Quer saber mais sobre LGATs? Assista o documentário sobre o Tony Robbins, Eu não sou o seu guru, no Netflix.
Você sabia que o livro (e o filme) Clube da Luta, de Chuck Palahniuk, é uma metáfora sobre o tempo em que o autor participou do Landmark Forum?
Dia 3
O dia começa com o compartilhamento de sempre, com um plus péssimo. Nossa líder passa a manhã falando exaustivamente de como devemos chamar todas as pessoas que conhecemos para o Forum para transformar cada vez mais vidas. Nesse momento, escrevo no meu caderno, em letras maiúsculas e sublinho duas vezes: insuportável.
Chega o intervalo do almoço e decido desistir. Penso que o domingo ainda não chegou ao fim e que não vi tudo, resolvo voltar. Quem sabe não vejo meu Grand Canyon? Atraso dez minutos para entrar na reunião, levo uma chamada de um dos organizadores Forum.

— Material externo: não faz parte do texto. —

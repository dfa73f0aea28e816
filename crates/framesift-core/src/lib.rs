//! framesift-core — camera frame curation with optional undistortion.
//!
//! Turns directories of raw camera captures into a flat, uniformly
//! sampled dataset. The pipeline stages are:
//!
//! 1. **Calibration** – load a ROS `camera_info` YAML export into a
//!    [`CameraIntrinsics`] pinhole model (K, D, R, P).
//! 2. **Remap** – build a per-pixel undistort-rectify [`RemapTable`] from
//!    the model and resample frames through it with a bicubic kernel.
//! 3. **Select** – walk source directories in sorted order, keep every
//!    Nth eligible frame, and copy or rectify each kept frame into the
//!    destination directory under a running counter name.

pub mod calibration;
pub mod remap;
pub mod select;

pub use calibration::{load_intrinsics, CameraIntrinsics};
pub use remap::{rectify, RemapTable};
pub use select::{curate, CurateConfig, CurateSummary};

use std::path::PathBuf;

use thiserror::Error;

/// Fatal failures of calibration loading and frame curation.
///
/// Per-entry conditions (missing source directory, undecodable frame)
/// are logged and skipped inside [`select::curate`] and never surface
/// here.
#[derive(Debug, Error)]
pub enum Error {
    /// The calibration path does not reference an existing file.
    #[error("calibration file not found: {}", .0.display())]
    MissingCalibration(PathBuf),

    /// The calibration file exists but is not a usable camera model.
    #[error("malformed calibration {}: {reason}", .path.display())]
    MalformedCalibration {
        /// File that failed to parse or validate.
        path: PathBuf,
        /// What was wrong with it.
        reason: String,
    },

    /// Rejected curation options.
    #[error("invalid configuration: {0}")]
    InvalidConfig(String),

    /// A curated frame could not be encoded or written.
    #[error("failed to write {}: {source}", .path.display())]
    WriteImage {
        /// Destination that could not be written.
        path: PathBuf,
        /// Underlying encoder/filesystem failure.
        source: image::ImageError,
    },

    /// Filesystem failure outside the per-entry skip paths.
    #[error("i/o error: {0}")]
    Io(#[from] std::io::Error),
}

pub type Result<T> = std::result::Result<T, Error>;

Uma executiva faz um desabafo de como não tem nada profundo para transformar na vida e me identifico. Ela recebe um coaching estilo “bom policial, mau policial”, chora e agradece. O resto da tarde segue bem. São abordados temas interessantes, adaptados de várias linhas como a terapia de aceitação e compromisso e o Zen Budismo.
As pecinhas começam a se encaixar. Cai a ficha de que todo dia é um novo começo e meu passado não define meu futuro
As pecinhas começam a se encaixar. Cai a ficha de que todo dia é um novo começo e meu passado não define meu futuro. É óbvio? Talvez. Fazemos um exercício potente, que não vou dar spoiler aqui. Mas tem a ver com autorresponsabilidade e tomar as rédeas da própria vida. O que meu grupo compartilha é muito tocante. Fico com lágrimas nos olhos e me emociono com a evolução das pessoas. Se o encontro fosse presencial, com certeza estaria abraçando todo mundo.
No encerramento, graduados (ou aqueles que já fizeram o Forum e nos convidaram) entram no Zoom e participam da roda de compartilhamentos. As pessoas estão felizes, falando dos insights. É bonito ver um pessoal visivelmente emocionado e livre de uma bagagem que nem sabiam que carregavam.
Mas aí nossa líder começa com o papo de recrutamento de novo e eu penso... é, realmente não é para mim.